**Problem statement**
Across the following data, how many lines include the string "tfidf"? Reply with the number and nothing more.

-- -- --

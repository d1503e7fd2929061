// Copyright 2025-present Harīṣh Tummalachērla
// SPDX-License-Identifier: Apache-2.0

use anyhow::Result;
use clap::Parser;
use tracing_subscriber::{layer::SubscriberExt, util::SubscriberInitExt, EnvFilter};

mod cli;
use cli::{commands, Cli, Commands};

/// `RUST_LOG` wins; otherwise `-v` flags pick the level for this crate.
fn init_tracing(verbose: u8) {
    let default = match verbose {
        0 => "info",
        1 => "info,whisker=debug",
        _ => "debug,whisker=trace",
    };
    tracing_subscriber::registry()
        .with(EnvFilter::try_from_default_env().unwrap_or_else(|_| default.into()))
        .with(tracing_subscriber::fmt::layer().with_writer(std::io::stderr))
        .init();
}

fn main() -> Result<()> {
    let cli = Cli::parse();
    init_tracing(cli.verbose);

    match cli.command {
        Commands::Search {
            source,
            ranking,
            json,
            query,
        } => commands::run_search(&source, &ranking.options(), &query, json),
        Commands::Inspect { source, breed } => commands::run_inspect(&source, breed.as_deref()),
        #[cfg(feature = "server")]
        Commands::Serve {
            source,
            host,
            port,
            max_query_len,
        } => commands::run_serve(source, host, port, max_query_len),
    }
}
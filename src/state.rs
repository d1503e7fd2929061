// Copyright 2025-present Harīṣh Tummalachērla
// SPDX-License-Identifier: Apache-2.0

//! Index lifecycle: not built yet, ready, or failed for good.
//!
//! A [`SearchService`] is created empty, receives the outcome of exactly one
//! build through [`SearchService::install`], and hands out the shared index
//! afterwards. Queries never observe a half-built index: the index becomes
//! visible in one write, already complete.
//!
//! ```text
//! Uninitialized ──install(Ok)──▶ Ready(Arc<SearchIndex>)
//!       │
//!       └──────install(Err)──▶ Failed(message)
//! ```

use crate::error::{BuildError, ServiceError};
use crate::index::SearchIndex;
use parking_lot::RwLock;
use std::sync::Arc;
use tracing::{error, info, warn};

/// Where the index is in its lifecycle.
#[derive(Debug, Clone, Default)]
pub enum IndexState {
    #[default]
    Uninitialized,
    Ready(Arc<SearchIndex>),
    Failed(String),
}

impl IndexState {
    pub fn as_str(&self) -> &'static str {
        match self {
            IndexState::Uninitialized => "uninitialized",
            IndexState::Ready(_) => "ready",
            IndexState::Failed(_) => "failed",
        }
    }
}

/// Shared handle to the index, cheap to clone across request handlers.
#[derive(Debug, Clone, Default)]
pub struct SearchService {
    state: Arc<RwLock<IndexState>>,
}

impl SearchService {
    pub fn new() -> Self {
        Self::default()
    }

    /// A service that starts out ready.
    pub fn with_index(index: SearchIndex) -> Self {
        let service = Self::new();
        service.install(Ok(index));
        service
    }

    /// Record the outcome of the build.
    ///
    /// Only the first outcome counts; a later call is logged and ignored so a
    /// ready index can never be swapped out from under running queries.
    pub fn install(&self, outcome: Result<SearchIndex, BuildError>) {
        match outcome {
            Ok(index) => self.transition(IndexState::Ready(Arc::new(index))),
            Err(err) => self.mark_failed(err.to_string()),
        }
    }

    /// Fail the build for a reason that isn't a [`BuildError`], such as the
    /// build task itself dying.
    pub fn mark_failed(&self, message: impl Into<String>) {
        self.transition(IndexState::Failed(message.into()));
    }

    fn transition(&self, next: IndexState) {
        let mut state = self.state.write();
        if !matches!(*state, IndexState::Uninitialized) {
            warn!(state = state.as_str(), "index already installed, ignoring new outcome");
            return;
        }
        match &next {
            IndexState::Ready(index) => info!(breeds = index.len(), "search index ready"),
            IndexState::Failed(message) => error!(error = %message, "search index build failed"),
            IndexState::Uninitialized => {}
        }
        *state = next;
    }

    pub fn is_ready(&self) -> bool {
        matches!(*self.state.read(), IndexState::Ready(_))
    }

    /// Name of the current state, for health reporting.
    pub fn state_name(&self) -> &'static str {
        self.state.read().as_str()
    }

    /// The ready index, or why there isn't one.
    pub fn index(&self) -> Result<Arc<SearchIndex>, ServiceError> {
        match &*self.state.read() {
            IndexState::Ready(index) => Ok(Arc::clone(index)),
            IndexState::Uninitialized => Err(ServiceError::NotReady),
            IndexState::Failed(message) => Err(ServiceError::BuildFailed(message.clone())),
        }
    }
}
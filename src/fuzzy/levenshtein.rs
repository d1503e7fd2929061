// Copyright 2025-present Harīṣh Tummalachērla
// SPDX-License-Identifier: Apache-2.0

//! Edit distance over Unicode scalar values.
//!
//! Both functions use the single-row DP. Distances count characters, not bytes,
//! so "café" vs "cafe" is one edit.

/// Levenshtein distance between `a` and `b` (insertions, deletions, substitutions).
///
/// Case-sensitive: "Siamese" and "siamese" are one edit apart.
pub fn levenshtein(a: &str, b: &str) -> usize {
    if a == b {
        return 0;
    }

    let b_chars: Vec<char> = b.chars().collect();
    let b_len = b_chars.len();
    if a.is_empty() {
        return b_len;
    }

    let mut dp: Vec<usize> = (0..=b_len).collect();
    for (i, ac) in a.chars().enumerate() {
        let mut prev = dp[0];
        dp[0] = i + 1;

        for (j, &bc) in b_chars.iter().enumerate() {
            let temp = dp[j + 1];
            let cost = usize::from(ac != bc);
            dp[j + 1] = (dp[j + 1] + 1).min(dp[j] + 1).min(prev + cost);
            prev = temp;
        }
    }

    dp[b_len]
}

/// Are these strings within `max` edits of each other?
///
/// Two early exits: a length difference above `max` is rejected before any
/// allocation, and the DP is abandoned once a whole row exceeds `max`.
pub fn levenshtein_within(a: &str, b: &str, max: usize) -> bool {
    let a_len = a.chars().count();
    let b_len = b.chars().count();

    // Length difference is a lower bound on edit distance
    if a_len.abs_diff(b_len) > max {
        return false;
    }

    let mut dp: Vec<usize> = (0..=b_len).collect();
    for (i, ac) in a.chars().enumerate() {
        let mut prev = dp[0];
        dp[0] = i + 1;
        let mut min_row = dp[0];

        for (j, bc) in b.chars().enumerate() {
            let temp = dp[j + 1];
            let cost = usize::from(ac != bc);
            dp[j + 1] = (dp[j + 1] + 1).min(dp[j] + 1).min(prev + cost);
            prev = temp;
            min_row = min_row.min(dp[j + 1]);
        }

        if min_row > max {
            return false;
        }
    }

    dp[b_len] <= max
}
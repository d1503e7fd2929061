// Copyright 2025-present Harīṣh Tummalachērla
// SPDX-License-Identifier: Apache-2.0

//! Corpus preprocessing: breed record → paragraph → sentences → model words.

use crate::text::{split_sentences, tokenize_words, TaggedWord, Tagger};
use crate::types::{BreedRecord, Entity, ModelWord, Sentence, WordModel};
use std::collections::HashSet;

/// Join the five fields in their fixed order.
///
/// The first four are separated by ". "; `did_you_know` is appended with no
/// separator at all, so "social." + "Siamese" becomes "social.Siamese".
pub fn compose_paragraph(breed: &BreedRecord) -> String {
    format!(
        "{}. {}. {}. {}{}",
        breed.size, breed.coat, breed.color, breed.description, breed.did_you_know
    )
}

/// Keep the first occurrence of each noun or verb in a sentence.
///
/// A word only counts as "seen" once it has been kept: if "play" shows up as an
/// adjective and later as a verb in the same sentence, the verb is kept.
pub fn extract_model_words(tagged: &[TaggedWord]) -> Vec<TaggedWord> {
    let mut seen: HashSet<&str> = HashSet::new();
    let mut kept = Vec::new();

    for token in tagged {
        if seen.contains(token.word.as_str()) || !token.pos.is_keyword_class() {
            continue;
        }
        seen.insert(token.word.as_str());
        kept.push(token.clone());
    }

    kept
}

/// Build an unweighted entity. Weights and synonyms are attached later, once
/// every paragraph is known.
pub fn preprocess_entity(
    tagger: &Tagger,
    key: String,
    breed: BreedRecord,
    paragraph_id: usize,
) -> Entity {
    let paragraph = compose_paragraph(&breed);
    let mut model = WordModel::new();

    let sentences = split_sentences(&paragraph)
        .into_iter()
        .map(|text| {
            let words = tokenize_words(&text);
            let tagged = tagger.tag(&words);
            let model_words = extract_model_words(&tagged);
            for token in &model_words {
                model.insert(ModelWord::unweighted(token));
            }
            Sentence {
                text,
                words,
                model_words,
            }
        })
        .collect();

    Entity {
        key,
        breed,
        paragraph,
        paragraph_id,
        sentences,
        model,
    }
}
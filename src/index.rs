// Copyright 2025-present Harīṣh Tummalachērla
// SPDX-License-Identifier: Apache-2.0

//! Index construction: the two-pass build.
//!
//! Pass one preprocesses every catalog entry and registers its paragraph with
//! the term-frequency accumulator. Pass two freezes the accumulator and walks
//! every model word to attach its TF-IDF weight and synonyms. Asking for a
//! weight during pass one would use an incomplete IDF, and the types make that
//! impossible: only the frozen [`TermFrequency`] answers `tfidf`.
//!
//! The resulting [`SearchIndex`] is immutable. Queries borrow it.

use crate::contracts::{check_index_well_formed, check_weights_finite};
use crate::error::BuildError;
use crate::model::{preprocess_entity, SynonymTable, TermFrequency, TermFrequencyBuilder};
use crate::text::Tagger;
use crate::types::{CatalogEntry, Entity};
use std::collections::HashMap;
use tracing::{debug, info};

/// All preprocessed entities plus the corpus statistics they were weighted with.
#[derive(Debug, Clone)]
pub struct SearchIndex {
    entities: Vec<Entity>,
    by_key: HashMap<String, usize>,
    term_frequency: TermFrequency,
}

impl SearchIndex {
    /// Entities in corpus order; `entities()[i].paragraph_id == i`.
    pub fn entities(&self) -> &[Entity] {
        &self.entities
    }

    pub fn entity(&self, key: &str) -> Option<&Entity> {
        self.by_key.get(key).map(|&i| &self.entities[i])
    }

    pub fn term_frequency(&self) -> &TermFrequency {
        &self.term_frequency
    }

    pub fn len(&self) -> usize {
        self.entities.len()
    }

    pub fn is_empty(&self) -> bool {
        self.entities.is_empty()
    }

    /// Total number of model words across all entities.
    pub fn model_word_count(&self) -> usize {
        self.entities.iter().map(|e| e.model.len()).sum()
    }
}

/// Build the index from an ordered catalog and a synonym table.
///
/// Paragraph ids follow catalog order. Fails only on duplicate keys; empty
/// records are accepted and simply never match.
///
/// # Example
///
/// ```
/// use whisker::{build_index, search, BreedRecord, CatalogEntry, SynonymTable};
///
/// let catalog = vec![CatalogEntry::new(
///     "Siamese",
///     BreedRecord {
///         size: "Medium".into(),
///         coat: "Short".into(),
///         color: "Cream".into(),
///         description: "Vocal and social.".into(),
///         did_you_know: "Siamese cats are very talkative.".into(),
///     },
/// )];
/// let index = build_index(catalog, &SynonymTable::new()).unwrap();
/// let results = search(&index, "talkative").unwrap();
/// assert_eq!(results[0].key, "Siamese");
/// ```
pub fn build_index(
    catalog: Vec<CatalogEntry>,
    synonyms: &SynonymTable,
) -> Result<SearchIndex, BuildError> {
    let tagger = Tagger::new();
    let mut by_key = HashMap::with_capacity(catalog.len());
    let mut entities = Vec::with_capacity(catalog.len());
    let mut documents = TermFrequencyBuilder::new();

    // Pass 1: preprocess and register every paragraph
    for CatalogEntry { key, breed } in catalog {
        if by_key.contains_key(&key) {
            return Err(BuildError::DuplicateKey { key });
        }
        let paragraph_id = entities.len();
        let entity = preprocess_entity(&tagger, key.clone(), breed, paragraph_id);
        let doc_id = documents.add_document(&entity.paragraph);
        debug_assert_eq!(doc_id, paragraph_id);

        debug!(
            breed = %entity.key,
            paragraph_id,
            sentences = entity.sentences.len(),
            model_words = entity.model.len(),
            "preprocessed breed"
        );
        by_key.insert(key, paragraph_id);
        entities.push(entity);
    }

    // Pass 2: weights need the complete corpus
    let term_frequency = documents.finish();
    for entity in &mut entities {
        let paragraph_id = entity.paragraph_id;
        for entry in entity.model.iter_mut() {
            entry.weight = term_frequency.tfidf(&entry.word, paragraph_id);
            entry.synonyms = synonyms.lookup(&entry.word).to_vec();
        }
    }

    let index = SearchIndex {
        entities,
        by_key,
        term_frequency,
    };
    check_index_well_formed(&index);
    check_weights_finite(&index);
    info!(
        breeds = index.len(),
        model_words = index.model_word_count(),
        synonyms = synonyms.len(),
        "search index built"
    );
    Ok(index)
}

-- -- --

**Output for this exercise**
2